▶ **What you should do**:
Pull every line containing the word "InvalidUrl" from the records.

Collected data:
***

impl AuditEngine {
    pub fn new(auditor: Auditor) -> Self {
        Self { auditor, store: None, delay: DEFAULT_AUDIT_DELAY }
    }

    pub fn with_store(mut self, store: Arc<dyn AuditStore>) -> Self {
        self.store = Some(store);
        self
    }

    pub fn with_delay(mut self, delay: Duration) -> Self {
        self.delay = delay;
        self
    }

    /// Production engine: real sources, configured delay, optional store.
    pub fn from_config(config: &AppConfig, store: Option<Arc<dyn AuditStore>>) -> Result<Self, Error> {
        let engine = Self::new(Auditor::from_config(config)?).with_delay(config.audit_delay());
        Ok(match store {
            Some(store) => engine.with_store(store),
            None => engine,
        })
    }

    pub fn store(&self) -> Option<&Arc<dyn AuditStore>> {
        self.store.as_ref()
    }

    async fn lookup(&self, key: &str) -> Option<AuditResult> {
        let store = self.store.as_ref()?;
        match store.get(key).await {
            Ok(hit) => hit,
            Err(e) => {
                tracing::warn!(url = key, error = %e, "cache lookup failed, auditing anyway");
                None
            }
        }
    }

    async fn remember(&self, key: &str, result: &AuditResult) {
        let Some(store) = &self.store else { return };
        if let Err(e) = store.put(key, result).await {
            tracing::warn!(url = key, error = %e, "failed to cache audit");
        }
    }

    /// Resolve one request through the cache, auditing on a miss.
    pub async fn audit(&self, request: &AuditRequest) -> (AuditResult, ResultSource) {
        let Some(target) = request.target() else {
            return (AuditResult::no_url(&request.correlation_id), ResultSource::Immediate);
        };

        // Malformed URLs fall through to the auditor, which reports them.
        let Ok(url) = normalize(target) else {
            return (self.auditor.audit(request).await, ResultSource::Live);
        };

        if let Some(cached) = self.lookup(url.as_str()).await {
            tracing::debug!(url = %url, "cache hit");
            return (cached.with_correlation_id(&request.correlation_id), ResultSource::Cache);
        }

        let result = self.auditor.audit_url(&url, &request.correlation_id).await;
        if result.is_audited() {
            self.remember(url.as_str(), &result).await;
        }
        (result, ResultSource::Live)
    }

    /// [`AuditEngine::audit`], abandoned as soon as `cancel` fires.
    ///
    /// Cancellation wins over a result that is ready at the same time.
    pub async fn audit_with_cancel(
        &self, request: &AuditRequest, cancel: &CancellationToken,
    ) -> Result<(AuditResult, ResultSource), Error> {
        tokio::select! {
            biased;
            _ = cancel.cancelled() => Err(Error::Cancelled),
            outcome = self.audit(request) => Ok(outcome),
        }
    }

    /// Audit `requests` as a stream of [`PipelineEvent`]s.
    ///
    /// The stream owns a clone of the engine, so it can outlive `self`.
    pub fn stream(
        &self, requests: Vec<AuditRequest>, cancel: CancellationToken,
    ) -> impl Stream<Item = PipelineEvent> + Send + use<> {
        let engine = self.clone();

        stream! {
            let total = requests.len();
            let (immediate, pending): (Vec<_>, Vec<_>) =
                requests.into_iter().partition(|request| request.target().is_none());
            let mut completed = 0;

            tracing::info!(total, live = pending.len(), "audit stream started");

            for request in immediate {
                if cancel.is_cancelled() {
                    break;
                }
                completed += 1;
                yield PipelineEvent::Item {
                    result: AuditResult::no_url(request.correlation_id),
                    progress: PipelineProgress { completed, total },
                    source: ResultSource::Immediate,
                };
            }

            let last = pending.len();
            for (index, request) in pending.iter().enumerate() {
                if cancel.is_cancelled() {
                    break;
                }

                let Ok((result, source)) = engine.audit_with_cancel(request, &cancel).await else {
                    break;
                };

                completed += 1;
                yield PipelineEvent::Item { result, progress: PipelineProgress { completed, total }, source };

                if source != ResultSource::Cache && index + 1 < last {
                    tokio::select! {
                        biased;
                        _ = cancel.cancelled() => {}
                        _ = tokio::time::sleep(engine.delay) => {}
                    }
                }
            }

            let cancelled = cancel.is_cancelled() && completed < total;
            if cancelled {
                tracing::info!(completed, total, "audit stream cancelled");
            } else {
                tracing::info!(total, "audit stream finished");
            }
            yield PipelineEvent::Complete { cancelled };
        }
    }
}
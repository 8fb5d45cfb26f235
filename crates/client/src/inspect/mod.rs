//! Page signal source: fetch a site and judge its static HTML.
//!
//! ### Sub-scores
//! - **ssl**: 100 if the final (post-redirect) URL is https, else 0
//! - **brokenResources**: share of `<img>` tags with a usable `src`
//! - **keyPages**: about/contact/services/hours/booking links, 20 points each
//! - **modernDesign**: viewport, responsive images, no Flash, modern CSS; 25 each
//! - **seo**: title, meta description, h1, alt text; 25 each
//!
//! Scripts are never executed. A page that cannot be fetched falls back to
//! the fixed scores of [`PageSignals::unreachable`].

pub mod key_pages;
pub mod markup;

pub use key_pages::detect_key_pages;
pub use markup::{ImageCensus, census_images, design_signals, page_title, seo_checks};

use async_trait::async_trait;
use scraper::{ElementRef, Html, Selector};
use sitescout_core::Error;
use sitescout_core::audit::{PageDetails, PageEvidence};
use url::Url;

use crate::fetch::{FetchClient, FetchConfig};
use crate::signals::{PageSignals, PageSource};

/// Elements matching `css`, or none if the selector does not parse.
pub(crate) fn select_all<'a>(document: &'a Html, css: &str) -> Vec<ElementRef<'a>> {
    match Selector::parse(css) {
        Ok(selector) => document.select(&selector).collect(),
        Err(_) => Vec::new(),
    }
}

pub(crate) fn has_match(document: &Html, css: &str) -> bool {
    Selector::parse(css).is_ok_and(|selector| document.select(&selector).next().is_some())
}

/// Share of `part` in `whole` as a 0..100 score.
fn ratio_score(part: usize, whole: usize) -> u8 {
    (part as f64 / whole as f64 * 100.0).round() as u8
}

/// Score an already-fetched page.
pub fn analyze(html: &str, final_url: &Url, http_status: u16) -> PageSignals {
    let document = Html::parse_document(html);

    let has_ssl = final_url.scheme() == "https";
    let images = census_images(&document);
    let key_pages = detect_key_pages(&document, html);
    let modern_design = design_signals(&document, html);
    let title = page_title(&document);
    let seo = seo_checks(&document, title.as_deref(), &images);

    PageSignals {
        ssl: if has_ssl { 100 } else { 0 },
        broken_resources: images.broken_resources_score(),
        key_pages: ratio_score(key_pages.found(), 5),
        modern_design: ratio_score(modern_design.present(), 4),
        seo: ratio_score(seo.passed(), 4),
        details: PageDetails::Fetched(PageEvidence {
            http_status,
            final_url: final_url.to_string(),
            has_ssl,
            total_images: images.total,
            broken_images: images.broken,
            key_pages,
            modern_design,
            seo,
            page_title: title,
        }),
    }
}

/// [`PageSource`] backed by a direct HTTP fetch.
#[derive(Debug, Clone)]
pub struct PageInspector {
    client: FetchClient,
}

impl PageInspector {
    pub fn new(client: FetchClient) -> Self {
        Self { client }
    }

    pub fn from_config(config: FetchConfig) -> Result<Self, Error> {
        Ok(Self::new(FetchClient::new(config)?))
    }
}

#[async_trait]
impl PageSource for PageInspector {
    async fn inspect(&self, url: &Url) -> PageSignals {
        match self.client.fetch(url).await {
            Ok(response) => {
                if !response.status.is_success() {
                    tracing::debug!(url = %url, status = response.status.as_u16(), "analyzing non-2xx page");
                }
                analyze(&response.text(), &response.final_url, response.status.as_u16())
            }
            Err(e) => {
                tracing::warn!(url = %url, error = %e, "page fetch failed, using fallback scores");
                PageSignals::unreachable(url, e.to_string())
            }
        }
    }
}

***

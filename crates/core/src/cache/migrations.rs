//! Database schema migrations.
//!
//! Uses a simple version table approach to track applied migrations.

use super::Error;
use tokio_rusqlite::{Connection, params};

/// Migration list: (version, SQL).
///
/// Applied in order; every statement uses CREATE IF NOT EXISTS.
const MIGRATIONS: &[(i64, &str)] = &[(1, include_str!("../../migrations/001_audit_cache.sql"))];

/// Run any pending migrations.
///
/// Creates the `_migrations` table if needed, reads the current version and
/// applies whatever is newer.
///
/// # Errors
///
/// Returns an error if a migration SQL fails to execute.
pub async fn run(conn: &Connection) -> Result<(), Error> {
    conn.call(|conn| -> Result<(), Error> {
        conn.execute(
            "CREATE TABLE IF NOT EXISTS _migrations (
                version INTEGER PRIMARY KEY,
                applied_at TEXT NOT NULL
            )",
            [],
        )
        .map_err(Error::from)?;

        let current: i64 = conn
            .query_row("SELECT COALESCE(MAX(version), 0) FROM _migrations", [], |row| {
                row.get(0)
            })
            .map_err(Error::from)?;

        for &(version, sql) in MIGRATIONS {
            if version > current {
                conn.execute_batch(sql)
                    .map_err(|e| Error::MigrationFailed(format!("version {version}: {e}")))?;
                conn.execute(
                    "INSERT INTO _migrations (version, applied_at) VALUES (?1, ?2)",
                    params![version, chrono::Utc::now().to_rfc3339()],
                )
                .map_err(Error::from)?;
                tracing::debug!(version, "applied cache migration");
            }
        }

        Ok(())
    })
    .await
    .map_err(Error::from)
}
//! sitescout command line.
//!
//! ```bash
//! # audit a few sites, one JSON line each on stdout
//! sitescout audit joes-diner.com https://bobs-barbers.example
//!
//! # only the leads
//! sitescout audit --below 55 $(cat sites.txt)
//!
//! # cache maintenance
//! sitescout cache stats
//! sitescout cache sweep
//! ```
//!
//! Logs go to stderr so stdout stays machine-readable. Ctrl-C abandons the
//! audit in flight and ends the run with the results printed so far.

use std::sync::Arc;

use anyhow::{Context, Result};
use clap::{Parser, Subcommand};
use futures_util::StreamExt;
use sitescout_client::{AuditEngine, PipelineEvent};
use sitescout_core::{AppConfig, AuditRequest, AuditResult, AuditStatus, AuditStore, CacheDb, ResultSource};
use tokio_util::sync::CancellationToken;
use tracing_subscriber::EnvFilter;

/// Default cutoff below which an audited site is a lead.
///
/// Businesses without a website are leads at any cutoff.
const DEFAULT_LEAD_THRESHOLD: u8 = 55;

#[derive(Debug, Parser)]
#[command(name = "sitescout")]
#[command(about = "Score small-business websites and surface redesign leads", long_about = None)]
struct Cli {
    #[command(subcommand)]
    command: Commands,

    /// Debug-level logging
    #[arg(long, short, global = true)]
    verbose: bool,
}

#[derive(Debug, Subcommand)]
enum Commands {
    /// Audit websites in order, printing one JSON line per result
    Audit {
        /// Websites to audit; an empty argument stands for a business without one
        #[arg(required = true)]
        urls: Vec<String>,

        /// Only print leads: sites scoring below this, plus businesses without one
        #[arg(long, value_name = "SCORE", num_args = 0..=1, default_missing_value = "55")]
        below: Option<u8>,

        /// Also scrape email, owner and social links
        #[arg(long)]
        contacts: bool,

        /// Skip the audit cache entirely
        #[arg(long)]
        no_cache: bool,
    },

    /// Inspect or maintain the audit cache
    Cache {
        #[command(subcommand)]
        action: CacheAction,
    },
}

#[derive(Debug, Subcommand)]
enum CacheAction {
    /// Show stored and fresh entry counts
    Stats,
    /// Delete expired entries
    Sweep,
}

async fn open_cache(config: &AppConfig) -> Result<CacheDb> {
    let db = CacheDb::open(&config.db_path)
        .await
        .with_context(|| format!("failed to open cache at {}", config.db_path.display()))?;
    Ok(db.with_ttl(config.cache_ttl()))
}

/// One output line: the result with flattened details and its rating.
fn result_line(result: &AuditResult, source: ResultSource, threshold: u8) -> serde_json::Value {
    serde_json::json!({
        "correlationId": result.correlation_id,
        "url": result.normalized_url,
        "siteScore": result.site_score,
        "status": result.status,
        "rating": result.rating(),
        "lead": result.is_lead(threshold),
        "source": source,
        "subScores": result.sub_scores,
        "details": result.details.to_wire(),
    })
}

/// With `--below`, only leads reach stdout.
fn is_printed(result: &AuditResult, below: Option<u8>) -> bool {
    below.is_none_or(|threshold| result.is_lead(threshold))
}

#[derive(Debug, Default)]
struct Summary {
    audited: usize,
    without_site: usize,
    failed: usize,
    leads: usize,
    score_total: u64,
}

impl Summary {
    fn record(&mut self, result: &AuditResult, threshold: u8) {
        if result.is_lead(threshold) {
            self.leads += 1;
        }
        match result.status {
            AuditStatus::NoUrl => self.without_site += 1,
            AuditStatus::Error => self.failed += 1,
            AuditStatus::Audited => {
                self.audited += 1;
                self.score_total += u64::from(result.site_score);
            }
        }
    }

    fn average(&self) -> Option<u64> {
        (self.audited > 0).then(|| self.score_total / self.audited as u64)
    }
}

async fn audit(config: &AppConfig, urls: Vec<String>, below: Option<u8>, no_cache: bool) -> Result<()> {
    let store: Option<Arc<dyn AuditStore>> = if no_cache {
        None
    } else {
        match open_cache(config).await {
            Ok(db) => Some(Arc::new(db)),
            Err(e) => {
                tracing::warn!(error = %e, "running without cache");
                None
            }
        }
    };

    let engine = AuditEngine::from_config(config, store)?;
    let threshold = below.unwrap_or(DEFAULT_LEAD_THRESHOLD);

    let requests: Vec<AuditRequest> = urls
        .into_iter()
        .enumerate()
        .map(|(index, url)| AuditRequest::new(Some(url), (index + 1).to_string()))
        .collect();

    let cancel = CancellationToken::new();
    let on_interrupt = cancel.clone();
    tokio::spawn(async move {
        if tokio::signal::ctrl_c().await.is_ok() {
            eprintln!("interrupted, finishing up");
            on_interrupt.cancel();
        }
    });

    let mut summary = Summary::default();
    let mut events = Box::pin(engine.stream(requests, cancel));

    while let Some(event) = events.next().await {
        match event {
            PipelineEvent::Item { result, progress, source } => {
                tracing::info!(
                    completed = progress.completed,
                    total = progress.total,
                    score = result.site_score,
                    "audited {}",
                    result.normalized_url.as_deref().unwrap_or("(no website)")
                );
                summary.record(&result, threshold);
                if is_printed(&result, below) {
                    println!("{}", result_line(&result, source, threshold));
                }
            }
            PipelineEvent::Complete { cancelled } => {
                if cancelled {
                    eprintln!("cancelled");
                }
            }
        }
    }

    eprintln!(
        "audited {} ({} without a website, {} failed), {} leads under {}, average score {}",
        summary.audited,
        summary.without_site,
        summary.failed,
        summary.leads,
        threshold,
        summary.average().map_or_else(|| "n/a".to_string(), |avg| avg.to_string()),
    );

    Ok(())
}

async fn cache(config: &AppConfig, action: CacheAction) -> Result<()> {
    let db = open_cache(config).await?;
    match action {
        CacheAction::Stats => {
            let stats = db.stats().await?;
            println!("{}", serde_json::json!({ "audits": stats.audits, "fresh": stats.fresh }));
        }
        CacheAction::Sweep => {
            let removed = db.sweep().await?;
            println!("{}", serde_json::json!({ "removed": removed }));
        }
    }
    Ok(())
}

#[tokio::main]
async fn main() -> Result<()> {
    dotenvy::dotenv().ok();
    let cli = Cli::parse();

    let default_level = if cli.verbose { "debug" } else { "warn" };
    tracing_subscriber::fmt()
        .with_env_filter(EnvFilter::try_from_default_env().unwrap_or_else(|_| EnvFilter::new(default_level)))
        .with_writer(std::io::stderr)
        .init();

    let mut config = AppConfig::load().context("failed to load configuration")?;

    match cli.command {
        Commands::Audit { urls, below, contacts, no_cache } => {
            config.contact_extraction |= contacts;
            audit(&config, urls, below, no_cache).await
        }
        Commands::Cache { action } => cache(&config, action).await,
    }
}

***

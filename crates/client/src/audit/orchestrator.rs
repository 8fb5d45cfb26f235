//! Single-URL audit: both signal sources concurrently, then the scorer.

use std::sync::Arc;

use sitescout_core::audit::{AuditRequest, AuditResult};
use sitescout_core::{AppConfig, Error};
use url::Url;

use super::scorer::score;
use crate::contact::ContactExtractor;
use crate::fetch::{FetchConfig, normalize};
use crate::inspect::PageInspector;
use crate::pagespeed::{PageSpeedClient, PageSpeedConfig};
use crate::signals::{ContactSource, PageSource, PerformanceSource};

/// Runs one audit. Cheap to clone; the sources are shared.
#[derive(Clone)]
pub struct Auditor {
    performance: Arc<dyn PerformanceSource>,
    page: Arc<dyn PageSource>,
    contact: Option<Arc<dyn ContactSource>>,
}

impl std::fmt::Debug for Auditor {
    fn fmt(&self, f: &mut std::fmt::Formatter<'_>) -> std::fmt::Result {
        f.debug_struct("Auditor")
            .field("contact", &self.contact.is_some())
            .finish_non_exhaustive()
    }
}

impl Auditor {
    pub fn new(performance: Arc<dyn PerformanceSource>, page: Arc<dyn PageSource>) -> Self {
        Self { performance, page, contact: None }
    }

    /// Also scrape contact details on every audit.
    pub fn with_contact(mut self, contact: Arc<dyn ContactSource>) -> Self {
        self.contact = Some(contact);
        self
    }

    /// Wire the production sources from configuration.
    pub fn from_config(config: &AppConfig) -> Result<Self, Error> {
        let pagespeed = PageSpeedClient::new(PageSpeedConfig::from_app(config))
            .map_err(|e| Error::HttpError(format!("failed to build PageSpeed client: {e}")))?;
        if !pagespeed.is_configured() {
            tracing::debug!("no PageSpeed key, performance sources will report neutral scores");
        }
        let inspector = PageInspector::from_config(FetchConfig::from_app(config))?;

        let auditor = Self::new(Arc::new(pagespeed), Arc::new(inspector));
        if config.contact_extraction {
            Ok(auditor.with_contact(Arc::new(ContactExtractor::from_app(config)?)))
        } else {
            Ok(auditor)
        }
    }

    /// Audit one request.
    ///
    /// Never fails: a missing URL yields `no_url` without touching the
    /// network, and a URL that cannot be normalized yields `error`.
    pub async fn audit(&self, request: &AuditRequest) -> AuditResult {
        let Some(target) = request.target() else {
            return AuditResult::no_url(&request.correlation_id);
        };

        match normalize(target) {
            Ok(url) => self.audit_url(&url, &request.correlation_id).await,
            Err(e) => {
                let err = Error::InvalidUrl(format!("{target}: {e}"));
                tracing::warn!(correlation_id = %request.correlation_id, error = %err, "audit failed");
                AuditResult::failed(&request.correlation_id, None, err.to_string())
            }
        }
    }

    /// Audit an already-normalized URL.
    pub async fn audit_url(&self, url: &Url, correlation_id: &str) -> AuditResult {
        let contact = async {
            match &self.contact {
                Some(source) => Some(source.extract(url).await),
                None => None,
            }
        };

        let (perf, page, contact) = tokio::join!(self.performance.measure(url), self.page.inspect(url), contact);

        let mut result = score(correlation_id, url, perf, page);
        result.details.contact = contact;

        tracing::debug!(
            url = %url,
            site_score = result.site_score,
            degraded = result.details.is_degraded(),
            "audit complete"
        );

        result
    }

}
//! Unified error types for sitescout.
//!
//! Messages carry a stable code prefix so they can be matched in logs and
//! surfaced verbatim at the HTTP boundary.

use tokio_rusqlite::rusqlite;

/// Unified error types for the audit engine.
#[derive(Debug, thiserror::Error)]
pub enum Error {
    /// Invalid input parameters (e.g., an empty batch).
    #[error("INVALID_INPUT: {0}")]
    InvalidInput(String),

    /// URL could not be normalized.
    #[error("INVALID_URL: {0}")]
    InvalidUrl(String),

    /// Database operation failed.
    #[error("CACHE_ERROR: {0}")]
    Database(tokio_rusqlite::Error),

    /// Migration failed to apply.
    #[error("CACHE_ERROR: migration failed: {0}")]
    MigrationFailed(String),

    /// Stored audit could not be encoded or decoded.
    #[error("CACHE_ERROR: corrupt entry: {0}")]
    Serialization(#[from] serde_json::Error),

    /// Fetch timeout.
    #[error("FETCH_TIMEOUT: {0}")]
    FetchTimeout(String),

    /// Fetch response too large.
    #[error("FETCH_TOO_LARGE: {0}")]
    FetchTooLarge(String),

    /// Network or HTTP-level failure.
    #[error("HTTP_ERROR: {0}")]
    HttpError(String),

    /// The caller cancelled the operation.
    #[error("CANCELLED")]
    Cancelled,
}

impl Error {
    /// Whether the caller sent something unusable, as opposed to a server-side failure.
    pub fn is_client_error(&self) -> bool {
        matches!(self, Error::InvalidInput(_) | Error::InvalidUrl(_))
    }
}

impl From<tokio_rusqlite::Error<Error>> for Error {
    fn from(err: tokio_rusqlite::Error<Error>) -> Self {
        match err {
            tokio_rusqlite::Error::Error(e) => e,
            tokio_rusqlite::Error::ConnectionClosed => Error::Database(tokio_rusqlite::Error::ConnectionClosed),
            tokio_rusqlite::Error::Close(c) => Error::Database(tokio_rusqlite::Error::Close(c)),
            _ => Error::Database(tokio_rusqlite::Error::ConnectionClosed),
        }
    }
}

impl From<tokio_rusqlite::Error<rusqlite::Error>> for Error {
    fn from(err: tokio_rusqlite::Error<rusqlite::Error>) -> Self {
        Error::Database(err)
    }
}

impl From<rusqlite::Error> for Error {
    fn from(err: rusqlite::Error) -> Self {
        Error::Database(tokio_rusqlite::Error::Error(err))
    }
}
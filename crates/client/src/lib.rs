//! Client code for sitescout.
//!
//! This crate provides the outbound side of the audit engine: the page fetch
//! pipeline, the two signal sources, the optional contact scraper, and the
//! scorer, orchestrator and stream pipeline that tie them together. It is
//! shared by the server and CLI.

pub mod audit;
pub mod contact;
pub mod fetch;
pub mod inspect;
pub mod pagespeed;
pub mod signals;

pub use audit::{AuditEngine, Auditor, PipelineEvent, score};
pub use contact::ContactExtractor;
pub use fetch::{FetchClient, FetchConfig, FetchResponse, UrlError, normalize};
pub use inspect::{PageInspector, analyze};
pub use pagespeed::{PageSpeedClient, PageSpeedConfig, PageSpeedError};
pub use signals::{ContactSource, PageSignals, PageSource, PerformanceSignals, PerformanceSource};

***

▶ **Exercise result**:
                let err = Error::InvalidUrl(format!("{target}: {e}"));
    InvalidUrl(String),
        matches!(self, Error::InvalidInput(_) | Error::InvalidUrl(_))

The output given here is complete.